ABOUT THIS EXERCISE
Give every line from the entries that contains "ContentUnavailable".

[SUPPLIED ENTRIES Boundary: Start]

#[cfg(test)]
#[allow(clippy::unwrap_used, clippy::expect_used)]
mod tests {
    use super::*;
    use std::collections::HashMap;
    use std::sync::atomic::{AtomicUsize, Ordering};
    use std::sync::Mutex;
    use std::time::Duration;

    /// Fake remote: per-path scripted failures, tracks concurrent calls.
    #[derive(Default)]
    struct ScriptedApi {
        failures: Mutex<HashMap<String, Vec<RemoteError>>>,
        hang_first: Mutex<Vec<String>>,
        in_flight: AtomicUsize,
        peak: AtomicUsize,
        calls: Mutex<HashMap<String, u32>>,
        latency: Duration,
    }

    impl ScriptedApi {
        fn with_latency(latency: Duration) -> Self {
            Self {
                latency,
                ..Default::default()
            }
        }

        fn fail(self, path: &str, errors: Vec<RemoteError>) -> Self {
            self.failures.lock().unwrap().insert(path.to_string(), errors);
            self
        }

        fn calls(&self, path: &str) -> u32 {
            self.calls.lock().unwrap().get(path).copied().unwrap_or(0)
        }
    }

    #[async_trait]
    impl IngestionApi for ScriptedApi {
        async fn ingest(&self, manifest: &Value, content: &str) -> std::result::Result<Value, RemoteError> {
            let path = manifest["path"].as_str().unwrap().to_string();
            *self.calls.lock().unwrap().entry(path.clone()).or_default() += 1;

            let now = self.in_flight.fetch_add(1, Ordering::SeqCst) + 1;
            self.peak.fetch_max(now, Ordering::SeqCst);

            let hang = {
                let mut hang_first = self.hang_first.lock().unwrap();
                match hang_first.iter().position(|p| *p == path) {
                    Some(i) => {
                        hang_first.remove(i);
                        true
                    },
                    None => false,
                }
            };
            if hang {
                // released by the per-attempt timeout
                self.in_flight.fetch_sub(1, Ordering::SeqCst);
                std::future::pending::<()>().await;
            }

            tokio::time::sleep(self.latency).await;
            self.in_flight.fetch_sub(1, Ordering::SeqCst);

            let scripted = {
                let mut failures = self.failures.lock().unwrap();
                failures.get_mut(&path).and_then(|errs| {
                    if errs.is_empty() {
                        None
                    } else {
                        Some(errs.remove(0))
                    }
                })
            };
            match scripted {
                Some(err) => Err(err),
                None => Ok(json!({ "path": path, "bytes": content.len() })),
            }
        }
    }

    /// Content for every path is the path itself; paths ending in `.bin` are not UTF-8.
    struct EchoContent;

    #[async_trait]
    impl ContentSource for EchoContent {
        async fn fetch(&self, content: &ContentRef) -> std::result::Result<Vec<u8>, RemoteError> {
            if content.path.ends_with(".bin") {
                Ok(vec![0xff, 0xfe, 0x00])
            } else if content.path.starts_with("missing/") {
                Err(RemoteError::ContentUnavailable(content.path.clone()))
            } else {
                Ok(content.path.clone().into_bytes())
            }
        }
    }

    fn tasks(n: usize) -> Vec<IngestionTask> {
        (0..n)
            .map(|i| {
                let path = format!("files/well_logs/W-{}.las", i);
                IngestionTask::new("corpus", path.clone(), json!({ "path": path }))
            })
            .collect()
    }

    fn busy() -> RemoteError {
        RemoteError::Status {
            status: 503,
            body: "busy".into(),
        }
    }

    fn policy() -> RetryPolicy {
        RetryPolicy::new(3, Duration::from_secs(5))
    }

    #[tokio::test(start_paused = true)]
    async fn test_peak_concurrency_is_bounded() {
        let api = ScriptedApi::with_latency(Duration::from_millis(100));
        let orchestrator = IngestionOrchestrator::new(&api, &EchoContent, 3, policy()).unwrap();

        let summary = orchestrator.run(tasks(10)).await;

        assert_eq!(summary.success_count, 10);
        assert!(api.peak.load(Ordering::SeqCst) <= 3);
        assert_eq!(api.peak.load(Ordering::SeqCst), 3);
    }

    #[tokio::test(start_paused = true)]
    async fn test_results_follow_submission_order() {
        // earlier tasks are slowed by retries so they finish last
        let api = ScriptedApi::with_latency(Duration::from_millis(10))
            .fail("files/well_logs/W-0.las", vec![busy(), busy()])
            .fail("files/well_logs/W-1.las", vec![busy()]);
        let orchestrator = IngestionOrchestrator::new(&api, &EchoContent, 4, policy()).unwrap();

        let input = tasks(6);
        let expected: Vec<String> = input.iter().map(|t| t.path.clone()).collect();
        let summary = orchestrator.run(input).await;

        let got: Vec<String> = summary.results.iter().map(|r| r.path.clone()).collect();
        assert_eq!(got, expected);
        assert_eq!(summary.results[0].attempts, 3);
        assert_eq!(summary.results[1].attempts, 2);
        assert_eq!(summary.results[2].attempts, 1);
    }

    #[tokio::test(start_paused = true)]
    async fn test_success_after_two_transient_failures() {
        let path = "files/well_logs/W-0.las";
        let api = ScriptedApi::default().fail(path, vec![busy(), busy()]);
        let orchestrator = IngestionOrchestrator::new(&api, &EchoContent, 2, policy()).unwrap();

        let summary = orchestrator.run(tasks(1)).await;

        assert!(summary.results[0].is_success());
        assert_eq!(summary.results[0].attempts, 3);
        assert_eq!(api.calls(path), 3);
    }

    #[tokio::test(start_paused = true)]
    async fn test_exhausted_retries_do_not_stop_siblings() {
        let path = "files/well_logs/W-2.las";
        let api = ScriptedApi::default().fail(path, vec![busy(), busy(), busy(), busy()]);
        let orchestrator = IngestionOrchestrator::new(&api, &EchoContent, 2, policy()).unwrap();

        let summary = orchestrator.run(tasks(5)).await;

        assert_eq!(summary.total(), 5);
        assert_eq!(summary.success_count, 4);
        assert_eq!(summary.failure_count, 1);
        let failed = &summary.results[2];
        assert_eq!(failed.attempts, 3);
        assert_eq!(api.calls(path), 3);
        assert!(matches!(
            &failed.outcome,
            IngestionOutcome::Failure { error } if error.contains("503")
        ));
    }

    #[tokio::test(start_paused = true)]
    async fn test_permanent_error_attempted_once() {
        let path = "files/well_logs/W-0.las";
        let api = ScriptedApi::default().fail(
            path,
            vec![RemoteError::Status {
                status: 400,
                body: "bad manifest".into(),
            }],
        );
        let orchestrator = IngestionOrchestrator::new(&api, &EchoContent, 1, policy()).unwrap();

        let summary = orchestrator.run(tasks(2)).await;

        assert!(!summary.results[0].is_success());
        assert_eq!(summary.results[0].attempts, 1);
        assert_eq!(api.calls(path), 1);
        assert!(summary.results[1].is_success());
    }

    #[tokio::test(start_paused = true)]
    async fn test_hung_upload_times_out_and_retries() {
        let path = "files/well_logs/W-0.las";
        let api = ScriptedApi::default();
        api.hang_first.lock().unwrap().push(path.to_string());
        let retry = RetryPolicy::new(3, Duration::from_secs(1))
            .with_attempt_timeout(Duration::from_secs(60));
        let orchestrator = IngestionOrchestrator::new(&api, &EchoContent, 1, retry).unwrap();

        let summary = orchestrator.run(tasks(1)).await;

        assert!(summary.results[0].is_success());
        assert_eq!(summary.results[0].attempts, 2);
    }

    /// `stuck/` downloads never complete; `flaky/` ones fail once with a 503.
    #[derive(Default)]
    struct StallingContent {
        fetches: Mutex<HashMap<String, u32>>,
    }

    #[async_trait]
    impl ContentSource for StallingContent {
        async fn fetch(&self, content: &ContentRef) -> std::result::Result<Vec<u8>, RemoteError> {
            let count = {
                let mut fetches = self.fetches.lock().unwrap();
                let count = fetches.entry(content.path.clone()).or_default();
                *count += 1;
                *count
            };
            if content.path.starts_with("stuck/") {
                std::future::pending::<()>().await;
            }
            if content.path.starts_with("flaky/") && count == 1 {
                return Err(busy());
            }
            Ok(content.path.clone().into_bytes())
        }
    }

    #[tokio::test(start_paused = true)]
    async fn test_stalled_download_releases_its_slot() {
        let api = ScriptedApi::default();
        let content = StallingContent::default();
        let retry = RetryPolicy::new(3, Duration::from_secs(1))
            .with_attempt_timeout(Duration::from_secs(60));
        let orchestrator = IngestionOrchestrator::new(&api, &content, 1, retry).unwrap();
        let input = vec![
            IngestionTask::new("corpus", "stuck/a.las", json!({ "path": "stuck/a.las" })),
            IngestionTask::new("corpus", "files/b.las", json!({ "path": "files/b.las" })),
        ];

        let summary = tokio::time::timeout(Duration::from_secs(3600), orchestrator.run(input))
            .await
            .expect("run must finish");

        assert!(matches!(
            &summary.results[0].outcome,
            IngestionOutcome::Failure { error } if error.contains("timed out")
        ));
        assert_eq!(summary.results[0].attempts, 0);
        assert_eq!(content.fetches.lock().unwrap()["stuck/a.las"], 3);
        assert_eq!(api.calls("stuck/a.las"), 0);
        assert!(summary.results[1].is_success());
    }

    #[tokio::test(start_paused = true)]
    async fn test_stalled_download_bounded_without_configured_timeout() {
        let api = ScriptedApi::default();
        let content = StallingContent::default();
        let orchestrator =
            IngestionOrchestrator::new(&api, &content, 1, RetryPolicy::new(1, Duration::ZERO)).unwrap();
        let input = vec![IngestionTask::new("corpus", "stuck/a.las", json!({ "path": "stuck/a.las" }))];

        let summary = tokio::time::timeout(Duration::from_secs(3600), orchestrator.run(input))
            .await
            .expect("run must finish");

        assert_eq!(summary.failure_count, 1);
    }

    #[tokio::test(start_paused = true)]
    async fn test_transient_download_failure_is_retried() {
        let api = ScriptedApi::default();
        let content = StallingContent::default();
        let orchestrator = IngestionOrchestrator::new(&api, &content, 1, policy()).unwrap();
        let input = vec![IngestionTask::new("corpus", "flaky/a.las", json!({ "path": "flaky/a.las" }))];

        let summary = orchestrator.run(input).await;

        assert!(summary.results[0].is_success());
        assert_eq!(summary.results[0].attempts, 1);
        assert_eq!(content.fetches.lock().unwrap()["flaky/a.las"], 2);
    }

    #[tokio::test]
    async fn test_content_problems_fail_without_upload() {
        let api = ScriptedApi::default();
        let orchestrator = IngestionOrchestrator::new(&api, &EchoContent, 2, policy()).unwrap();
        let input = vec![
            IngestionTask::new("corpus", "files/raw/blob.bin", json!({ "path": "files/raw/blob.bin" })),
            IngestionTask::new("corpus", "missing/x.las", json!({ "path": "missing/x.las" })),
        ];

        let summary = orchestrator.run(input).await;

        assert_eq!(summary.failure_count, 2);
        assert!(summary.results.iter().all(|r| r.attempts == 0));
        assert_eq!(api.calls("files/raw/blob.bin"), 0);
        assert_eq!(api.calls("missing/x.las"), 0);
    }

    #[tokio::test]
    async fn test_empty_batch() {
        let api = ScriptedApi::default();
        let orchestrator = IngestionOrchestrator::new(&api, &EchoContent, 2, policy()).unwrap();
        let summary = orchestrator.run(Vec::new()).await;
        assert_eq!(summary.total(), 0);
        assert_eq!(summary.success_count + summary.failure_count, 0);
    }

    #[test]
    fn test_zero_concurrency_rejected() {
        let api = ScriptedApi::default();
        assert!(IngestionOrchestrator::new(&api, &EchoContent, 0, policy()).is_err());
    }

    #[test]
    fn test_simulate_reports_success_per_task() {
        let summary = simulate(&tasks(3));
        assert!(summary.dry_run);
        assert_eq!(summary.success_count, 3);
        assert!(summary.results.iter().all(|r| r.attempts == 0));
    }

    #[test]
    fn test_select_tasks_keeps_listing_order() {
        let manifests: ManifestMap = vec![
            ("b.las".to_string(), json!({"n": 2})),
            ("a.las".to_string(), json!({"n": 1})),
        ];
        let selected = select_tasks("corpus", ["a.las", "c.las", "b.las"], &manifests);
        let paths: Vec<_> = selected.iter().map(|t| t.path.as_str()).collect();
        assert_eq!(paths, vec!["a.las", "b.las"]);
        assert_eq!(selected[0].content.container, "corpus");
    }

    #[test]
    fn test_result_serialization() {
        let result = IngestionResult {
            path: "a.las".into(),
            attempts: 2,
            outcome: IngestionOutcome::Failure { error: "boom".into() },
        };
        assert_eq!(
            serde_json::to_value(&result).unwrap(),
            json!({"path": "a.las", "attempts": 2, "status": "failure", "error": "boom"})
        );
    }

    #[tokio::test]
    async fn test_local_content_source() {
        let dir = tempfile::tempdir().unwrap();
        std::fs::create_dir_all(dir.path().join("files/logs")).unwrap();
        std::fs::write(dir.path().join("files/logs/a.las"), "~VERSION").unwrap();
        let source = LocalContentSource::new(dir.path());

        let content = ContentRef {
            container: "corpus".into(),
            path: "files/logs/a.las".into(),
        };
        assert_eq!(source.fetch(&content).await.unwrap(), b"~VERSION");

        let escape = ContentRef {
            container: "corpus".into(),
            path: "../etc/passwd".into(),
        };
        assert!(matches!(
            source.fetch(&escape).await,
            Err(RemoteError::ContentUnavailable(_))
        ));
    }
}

[SUPPLIED ENTRIES Boundary: End]

SOLUTION
                Err(RemoteError::ContentUnavailable(content.path.clone()))
            Err(RemoteError::ContentUnavailable(_))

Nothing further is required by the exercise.